* _What to work on_
Only lines containing the word "unpadded" belong in the answer; copy each one from the records.

* _Material supplied_
**********
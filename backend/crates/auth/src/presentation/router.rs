//! Auth Router

use std::sync::Arc;

use axum::{
    Router,
    extract::DefaultBodyLimit,
    middleware,
    routing::{get, post},
};

use crate::application::config::AuthConfig;
use crate::domain::repository::UserStore;
use crate::infra::postgres::PgUserStore;
use crate::presentation::handlers::{self, AuthAppState};
use crate::presentation::middleware::{
    ApiGuard, RequiredMediaType, require_api_contract, require_session,
};

/// Largest accepted form body
pub const FORM_BODY_LIMIT: usize = 4 * 1024;

/// Create the Auth router with the PostgreSQL user store
pub fn auth_router(store: PgUserStore, config: Arc<AuthConfig>) -> Router {
    auth_router_generic(store, config)
}

/// Create the Auth router for any user store
///
/// - `POST /register`, `POST /login`: API guard (form bodies)
/// - `GET /logout`, `GET /session`: session guard
pub fn auth_router_generic<U>(store: U, config: Arc<AuthConfig>) -> Router
where
    U: UserStore + Clone + Send + Sync + 'static,
{
    let state = AuthAppState {
        user_store: Arc::new(store),
        config: config.clone(),
    };

    let forms = Router::new()
        .route("/register", post(handlers::register::<U>))
        .route("/login", post(handlers::login::<U>));
    let forms = with_api_guard(forms, config.clone(), RequiredMediaType::Form);

    let session = Router::new()
        .route("/logout", get(handlers::logout::<U>))
        .route("/session", get(handlers::session_status));
    let session = with_session_guard(session, config);

    forms
        .merge(session)
        .layer(DefaultBodyLimit::max(FORM_BODY_LIMIT))
        .with_state(state)
}

/// Require a valid session on every route currently in `router`
///
/// Apply after [`with_api_guard`] so the session check runs first.
pub fn with_session_guard<S>(router: Router<S>, config: Arc<AuthConfig>) -> Router<S>
where
    S: Clone + Send + Sync + 'static,
{
    router.route_layer(middleware::from_fn_with_state(config, require_session))
}

/// Require the configured origin and `media` body type on every route currently in `router`
pub fn with_api_guard<S>(
    router: Router<S>,
    config: Arc<AuthConfig>,
    media: RequiredMediaType,
) -> Router<S>
where
    S: Clone + Send + Sync + 'static,
{
    router.route_layer(middleware::from_fn_with_state(
        ApiGuard { config, media },
        require_api_contract,
    ))
}
//! Auth Error Types
//!
//! Auth-specific error variants that render through the unified
//! `kernel::error::AppError` problem-details response.

use axum::http::StatusCode;
use axum::response::{IntoResponse, Response};
use kernel::error::{app_error::AppError, kind::ErrorKind};
use thiserror::Error;

/// Auth-specific result type alias
pub type AuthResult<T> = Result<T, AuthError>;

/// Auth-specific error variants
#[derive(Debug, Error)]
pub enum AuthError {
    /// Password violates the length policy
    #[error("{0}")]
    WeakPassword(String),

    /// Session token failed any check (shape, signature, algorithm, claims)
    #[error("Session expired")]
    InvalidToken,

    /// Unknown email, wrong password or inactive account
    #[error("Invalid email or password")]
    InvalidCredential,

    #[error("First/last name must be 50 characters maximum")]
    InputTooLong,

    #[error("Invalid characters in input")]
    InvalidCharacters,

    #[error(
        "First/last names can only contain letters with single spaces or hyphens between parts"
    )]
    InvalidFormat,

    #[error("Invalid email address")]
    InvalidEmail,

    /// Origin header missing or not the configured origin
    #[error("Forbidden")]
    ForbiddenOrigin,

    #[error("Unsupported media type")]
    UnsupportedMediaType,

    #[error("This email address is already in use")]
    DuplicateEmail,

    /// Database error
    #[error("Database error: {0}")]
    Database(#[from] sqlx::Error),

    /// Internal error
    #[error("Internal error: {0}")]
    Internal(String),
}

impl AuthError {
    /// Get the HTTP status code for this error
    pub fn status_code(&self) -> StatusCode {
        match self {
            AuthError::WeakPassword(_)
            | AuthError::InputTooLong
            | AuthError::InvalidCharacters
            | AuthError::InvalidFormat
            | AuthError::InvalidEmail => StatusCode::BAD_REQUEST,
            AuthError::InvalidToken | AuthError::InvalidCredential => StatusCode::UNAUTHORIZED,
            AuthError::ForbiddenOrigin => StatusCode::FORBIDDEN,
            AuthError::UnsupportedMediaType => StatusCode::UNSUPPORTED_MEDIA_TYPE,
            AuthError::DuplicateEmail => StatusCode::CONFLICT,
            AuthError::Database(_) | AuthError::Internal(_) => StatusCode::INTERNAL_SERVER_ERROR,
        }
    }

    /// Get the ErrorKind for this error
    pub fn kind(&self) -> ErrorKind {
        match self {
            AuthError::WeakPassword(_)
            | AuthError::InputTooLong
            | AuthError::InvalidCharacters
            | AuthError::InvalidFormat
            | AuthError::InvalidEmail => ErrorKind::BadRequest,
            AuthError::InvalidToken | AuthError::InvalidCredential => ErrorKind::Unauthorized,
            AuthError::ForbiddenOrigin => ErrorKind::Forbidden,
            AuthError::UnsupportedMediaType => ErrorKind::UnsupportedMediaType,
            AuthError::DuplicateEmail => ErrorKind::Conflict,
            AuthError::Database(_) | AuthError::Internal(_) => ErrorKind::InternalServerError,
        }
    }

    /// Convert to AppError
    ///
    /// Server-side failures get a generic message; the detail stays in the log.
    pub fn to_app_error(&self) -> AppError {
        match self {
            AuthError::Database(_) | AuthError::Internal(_) => {
                AppError::internal("An unexpected error occurred")
            }
            AuthError::DuplicateEmail => AppError::conflict(self.to_string())
                .with_action("Sign in instead, or register with a different address"),
            _ => AppError::new(self.kind(), self.to_string()),
        }
    }

    /// Log the error with appropriate level
    fn log(&self) {
        match self {
            AuthError::Database(e) => {
                tracing::error!(error = %e, "Auth database error");
            }
            AuthError::Internal(msg) => {
                tracing::error!(message = %msg, "Auth internal error");
            }
            AuthError::InvalidCredential => {
                tracing::warn!("Invalid login attempt");
            }
            AuthError::ForbiddenOrigin => {
                tracing::warn!("Request rejected: origin mismatch");
            }
            _ => {
                tracing::debug!(error = %self, "Auth error");
            }
        }
    }
}

impl IntoResponse for AuthError {
    fn into_response(self) -> Response {
        self.log();
        match self {
            // Pool exhaustion and I/O failures become 503 there
            AuthError::Database(e) => AppError::from(e).into_response(),
            other => other.to_app_error().into_response(),
        }
    }
}

impl From<platform::password::PasswordPolicyError> for AuthError {
    fn from(err: platform::password::PasswordPolicyError) -> Self {
        AuthError::WeakPassword(err.to_string())
    }
}

impl From<platform::password::PasswordHashError> for AuthError {
    fn from(err: platform::password::PasswordHashError) -> Self {
        AuthError::Internal(err.to_string())
    }
}

impl From<tokio::task::JoinError> for AuthError {
    fn from(err: tokio::task::JoinError) -> Self {
        AuthError::Internal(format!("Blocking task failed: {err}"))
    }
}
//! Email Value Object
//!
//! Addresses are parsed with lettre's RFC 5322 mailbox grammar. A display
//! name, if present, is dropped. Case is preserved as submitted.

use std::str::FromStr;

use derive_more::Display;
use lettre::message::Mailbox;

use crate::error::{AuthError, AuthResult};

#[derive(Debug, Clone, PartialEq, Eq, Hash, Display)]
#[display("{value}")]
pub struct Email {
    value: String,
}

impl Email {
    /// Trim, reject control characters, then parse as a mailbox
    pub fn parse(raw: &str) -> AuthResult<Self> {
        let trimmed = raw.trim();

        if trimmed.chars().any(char::is_control) {
            return Err(AuthError::InvalidCharacters);
        }

        let mailbox = Mailbox::from_str(trimmed).map_err(|_| AuthError::InvalidEmail)?;
        let value = mailbox.email.to_string();
        if value.is_empty() {
            return Err(AuthError::InvalidEmail);
        }

        Ok(Self { value })
    }

    pub fn as_str(&self) -> &str {
        &self.value
    }
}

impl AsRef<str> for Email {
    fn as_ref(&self) -> &str {
        &self.value
    }
}
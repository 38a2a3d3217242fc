//! Auth (Authentication & Session Guard) Backend Module
//!
//! Clean Architecture structure:
//! - `domain/` - Value objects, user entity, the user store contract
//! - `application/` - Token codec, cookie factory, input validation, use cases
//! - `infra/` - User store implementations (PostgreSQL, in-memory)
//! - `presentation/` - Request guards, HTTP handlers, DTOs, router
//!
//! ## Security Model
//! - Passwords hashed with Argon2id; unknown email and wrong password are
//!   indistinguishable to the client
//! - Stateless HS256 session tokens in an `HttpOnly`, `SameSite=Lax` cookie
//! - A missing or invalid session always yields the same redirect
//! - State-changing form and JSON routes require an exact `Origin` match
//!   and the expected `Content-Type`

pub mod application;
pub mod domain;
pub mod error;
pub mod infra;
pub mod presentation;

#[cfg(test)]
mod tests;

// Re-exports for convenience
pub use application::config::{AuthConfig, ConfigError, SigningSecret};
pub use error::{AuthError, AuthResult};
pub use infra::{memory::InMemoryUserStore, postgres::PgUserStore};
pub use presentation::middleware::{AuthenticatedUser, RequiredMediaType};
pub use presentation::router::{
    auth_router, auth_router_generic, with_api_guard, with_session_guard,
};

// Re-export kernel error types for unified error handling
pub use kernel::error::{
    app_error::{AppError, AppResult},
    kind::ErrorKind,
};
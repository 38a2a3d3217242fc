//! Sign Up Use Case
//!
//! Creates a new user account.

use std::sync::Arc;

use crate::application::validate_input::{
    IdentityInput, ValidatedInput, ValidationScenario, validate_input,
};
use crate::domain::entity::user::NewUser;
use crate::domain::repository::UserStore;
use crate::domain::value_object::{credential::Credential, user_id::UserId};
use crate::error::{AuthError, AuthResult};

/// Sign up input
pub struct SignUpInput {
    pub first_name: String,
    pub last_name: String,
    pub email: String,
    pub password: String,
}

/// Sign up output
pub struct SignUpOutput {
    pub user_id: UserId,
}

/// Sign up use case
pub struct SignUpUseCase<U>
where
    U: UserStore,
{
    user_store: Arc<U>,
}

impl<U> SignUpUseCase<U>
where
    U: UserStore,
{
    pub fn new(user_store: Arc<U>) -> Self {
        Self { user_store }
    }

    pub async fn execute(&self, input: SignUpInput) -> AuthResult<SignUpOutput> {
        let identity = IdentityInput {
            first_name: &input.first_name,
            last_name: &input.last_name,
            email: &input.email,
        };
        let fields = match validate_input(ValidationScenario::SignUp, &identity)? {
            ValidatedInput::SignUp(fields) => fields,
            ValidatedInput::Login(_) => {
                return Err(AuthError::Internal("Unexpected login fields".to_string()));
            }
        };

        // Argon2 is deliberately slow; keep it off the async workers
        let password = input.password;
        let credential = tokio::task::spawn_blocking(move || Credential::hash(password)).await??;

        let user = NewUser::new(
            fields.first_name,
            fields.last_name,
            fields.email,
            credential,
        );
        let user_id = self.user_store.create(&user).await?;

        tracing::info!(user_id = %user_id, "User signed up");

        Ok(SignUpOutput { user_id })
    }
}
//! Identity input validation, per scenario.

use crate::domain::value_object::{
    email::Email,
    person_name::{self, PersonName},
};
use crate::error::AuthResult;

/// Which fields a form carries
#[derive(Debug, Clone, Copy, PartialEq, Eq)]
pub enum ValidationScenario {
    /// First name, last name and email
    SignUp,
    /// Email only
    Login,
}

/// Raw identity fields as submitted
#[derive(Debug, Clone, Copy, Default)]
pub struct IdentityInput<'a> {
    pub first_name: &'a str,
    pub last_name: &'a str,
    pub email: &'a str,
}

#[derive(Debug, Clone, PartialEq, Eq)]
pub struct SignUpFields {
    pub first_name: PersonName,
    pub last_name: PersonName,
    pub email: Email,
}

#[derive(Debug, Clone, PartialEq, Eq)]
pub struct LoginFields {
    pub email: Email,
}

#[derive(Debug, Clone, PartialEq, Eq)]
pub enum ValidatedInput {
    SignUp(SignUpFields),
    Login(LoginFields),
}

impl ValidatedInput {
    /// Empty for the login scenario
    pub fn first_name(&self) -> &str {
        match self {
            ValidatedInput::SignUp(fields) => fields.first_name.as_str(),
            ValidatedInput::Login(_) => "",
        }
    }

    /// Empty for the login scenario
    pub fn last_name(&self) -> &str {
        match self {
            ValidatedInput::SignUp(fields) => fields.last_name.as_str(),
            ValidatedInput::Login(_) => "",
        }
    }

    pub fn email(&self) -> &Email {
        match self {
            ValidatedInput::SignUp(fields) => &fields.email,
            ValidatedInput::Login(fields) => &fields.email,
        }
    }
}

pub fn validate_input(
    scenario: ValidationScenario,
    input: &IdentityInput<'_>,
) -> AuthResult<ValidatedInput> {
    match scenario {
        ValidationScenario::SignUp => validate_sign_up(input).map(ValidatedInput::SignUp),
        ValidationScenario::Login => validate_login(input.email).map(ValidatedInput::Login),
    }
}

/// Names are checked for length and control characters before shape,
/// so an over-long name is reported as such even if it is also malformed.
fn validate_sign_up(input: &IdentityInput<'_>) -> AuthResult<SignUpFields> {
    let first_name = person_name::normalize(input.first_name)?;
    let last_name = person_name::normalize(input.last_name)?;

    let first_name = PersonName::from_normalized(first_name)?;
    let last_name = PersonName::from_normalized(last_name)?;

    let email = Email::parse(input.email)?;

    Ok(SignUpFields {
        first_name,
        last_name,
        email,
    })
}

fn validate_login(email: &str) -> AuthResult<LoginFields> {
    Ok(LoginFields {
        email: Email::parse(email)?,
    })
}
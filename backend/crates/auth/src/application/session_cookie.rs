//! Session Cookie Factory
//!
//! `sl_auth` cookies: `Path=/`, `HttpOnly`, `SameSite=Lax`, `Secure` per config.

use chrono::Utc;
use platform::cookie::{CookieSpec, SetCookie};

use crate::application::config::SESSION_COOKIE_NAME;

fn session_cookie_spec(secure: bool) -> CookieSpec {
    CookieSpec::new(SESSION_COOKIE_NAME).secure(secure)
}

/// Cookie carrying `token` for `ttl`
pub fn make_session_cookie(token: &str, ttl: chrono::Duration, secure: bool) -> SetCookie {
    session_cookie_spec(secure).set(token, ttl, Utc::now())
}

/// Cookie that supersedes and deletes a session cookie
pub fn make_clear_cookie(secure: bool) -> SetCookie {
    session_cookie_spec(secure).removal()
}
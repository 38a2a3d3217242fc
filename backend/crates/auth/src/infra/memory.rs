//! In-memory User Store
//!
//! Process-local store for tests and database-less local runs.

use std::collections::HashMap;
use std::sync::Arc;

use tokio::sync::RwLock;

use crate::domain::entity::user::{NewUser, UserRecord};
use crate::domain::repository::UserStore;
use crate::domain::value_object::{email::Email, user_id::UserId};
use crate::error::{AuthError, AuthResult};

/// Accounts keyed by exact email
#[derive(Clone, Default)]
pub struct InMemoryUserStore {
    users: Arc<RwLock<HashMap<String, UserRecord>>>,
}

impl InMemoryUserStore {
    pub fn new() -> Self {
        Self::default()
    }

    /// Mark an account inactive; returns whether it existed
    pub async fn deactivate(&self, email: &Email) -> bool {
        match self.users.write().await.get_mut(email.as_str()) {
            Some(user) => {
                user.active = false;
                true
            }
            None => false,
        }
    }

    pub async fn len(&self) -> usize {
        self.users.read().await.len()
    }

    pub async fn is_empty(&self) -> bool {
        self.users.read().await.is_empty()
    }
}

impl UserStore for InMemoryUserStore {
    async fn find_by_email(&self, email: &Email) -> AuthResult<Option<UserRecord>> {
        Ok(self.users.read().await.get(email.as_str()).cloned())
    }

    async fn create(&self, user: &NewUser) -> AuthResult<UserId> {
        let mut users = self.users.write().await;
        if users.contains_key(user.email.as_str()) {
            return Err(AuthError::DuplicateEmail);
        }
        users.insert(user.email.as_str().to_string(), user.to_record());
        Ok(user.user_id)
    }
}
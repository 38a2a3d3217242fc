//! Cryptographic Utilities

use base64::{Engine, engine::general_purpose::URL_SAFE_NO_PAD};
use hmac::digest::InvalidLength;
use hmac::{Hmac, Mac};
use rand::{RngCore, rngs::OsRng};
use sha2::Sha256;

type HmacSha256 = Hmac<Sha256>;

/// Generate cryptographically secure random bytes
pub fn random_bytes(len: usize) -> Vec<u8> {
    let mut bytes = vec![0u8; len];
    OsRng.fill_bytes(&mut bytes);
    bytes
}

/// Encode bytes as unpadded base64url (RFC 4648 §5)
pub fn to_base64url(bytes: &[u8]) -> String {
    URL_SAFE_NO_PAD.encode(bytes)
}

/// Decode unpadded base64url; padding and non-canonical trailing bits are rejected
pub fn from_base64url(s: &str) -> Result<Vec<u8>, base64::DecodeError> {
    URL_SAFE_NO_PAD.decode(s)
}

/// Compute HMAC-SHA256 over `data`
pub fn hmac_sha256(key: &[u8], data: &[u8]) -> Result<[u8; 32], InvalidLength> {
    let mut mac = HmacSha256::new_from_slice(key)?;
    mac.update(data);
    Ok(mac.finalize().into_bytes().into())
}

/// Verify an HMAC-SHA256 tag in constant time
pub fn verify_hmac_sha256(key: &[u8], data: &[u8], tag: &[u8]) -> Result<bool, InvalidLength> {
    let mut mac = HmacSha256::new_from_slice(key)?;
    mac.update(data);
    Ok(mac.verify_slice(tag).is_ok())
}
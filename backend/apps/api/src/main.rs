//! API Server Entry Point
//!
//! Loads configuration, connects to PostgreSQL, runs migrations and serves
//! the auth routes. Uses `anyhow` for startup errors only; request-level
//! errors go through `kernel::error::AppError`.

use std::env;
use std::net::SocketAddr;
use std::sync::Arc;

use anyhow::Context;
use auth::{AuthConfig, PgUserStore, auth_router};
use axum::Router;
use sqlx::postgres::PgPoolOptions;
use tokio::net::TcpListener;
use tower_http::trace::TraceLayer;
use tracing_subscriber::{layer::SubscriberExt, util::SubscriberInitExt};

const DEFAULT_BIND_ADDR: &str = "0.0.0.0:8888";

#[tokio::main]
async fn main() -> anyhow::Result<()> {
    // Load .env file
    dotenvy::dotenv().ok();

    // Initialize tracing
    tracing_subscriber::registry()
        .with(
            tracing_subscriber::EnvFilter::try_from_default_env()
                .unwrap_or_else(|_| "api=info,auth=info,tower_http=info".into()),
        )
        .with(tracing_subscriber::fmt::layer())
        .init();

    // Fatal when SESSION_SECRET is missing
    let auth_config = Arc::new(AuthConfig::from_env().context("Invalid auth configuration")?);
    tracing::info!(
        origin = %auth_config.expected_origin,
        session_ttl_secs = auth_config.session_ttl.as_secs(),
        cookie_secure = auth_config.cookie_secure,
        "Auth configuration loaded"
    );

    // Database connection
    let database_url = env::var("DATABASE_URL").context("DATABASE_URL must be set")?;

    let pool = PgPoolOptions::new()
        .max_connections(5)
        .connect(&database_url)
        .await?;

    tracing::info!("Connected to database");

    // Run migrations
    sqlx::migrate!("../../database/migrations")
        .run(&pool)
        .await?;

    tracing::info!("Migrations completed");

    // Build router
    let app = Router::new()
        .merge(auth_router(PgUserStore::new(pool), auth_config))
        .layer(TraceLayer::new_for_http());

    // Start server
    let bind_addr = env::var("BIND_ADDR").unwrap_or_else(|_| DEFAULT_BIND_ADDR.to_string());
    let addr: SocketAddr = bind_addr
        .parse()
        .with_context(|| format!("BIND_ADDR {bind_addr:?} is not a socket address"))?;
    tracing::info!("Listening on {}", addr);

    let listener = TcpListener::bind(addr).await?;
    axum::serve(listener, app).await?;

    Ok(())
}
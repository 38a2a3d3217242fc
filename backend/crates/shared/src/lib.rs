//! Shared Kernel
//!
//! Vocabulary shared by every backend crate:
//! - Unified error type (`AppError`) and its HTTP classification (`ErrorKind`)
//! - Typed identifiers (`Id<T>`)
//!
//! Nothing in here knows about sessions, cookies or passwords.

pub mod error {
    pub mod app_error;
    pub mod conversions;
    pub mod kind;
}
pub mod id;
**********
* _Response box_
/// Encode bytes as unpadded base64url (RFC 4648 §5)
/// Decode unpadded base64url; padding and non-canonical trailing bits are rejected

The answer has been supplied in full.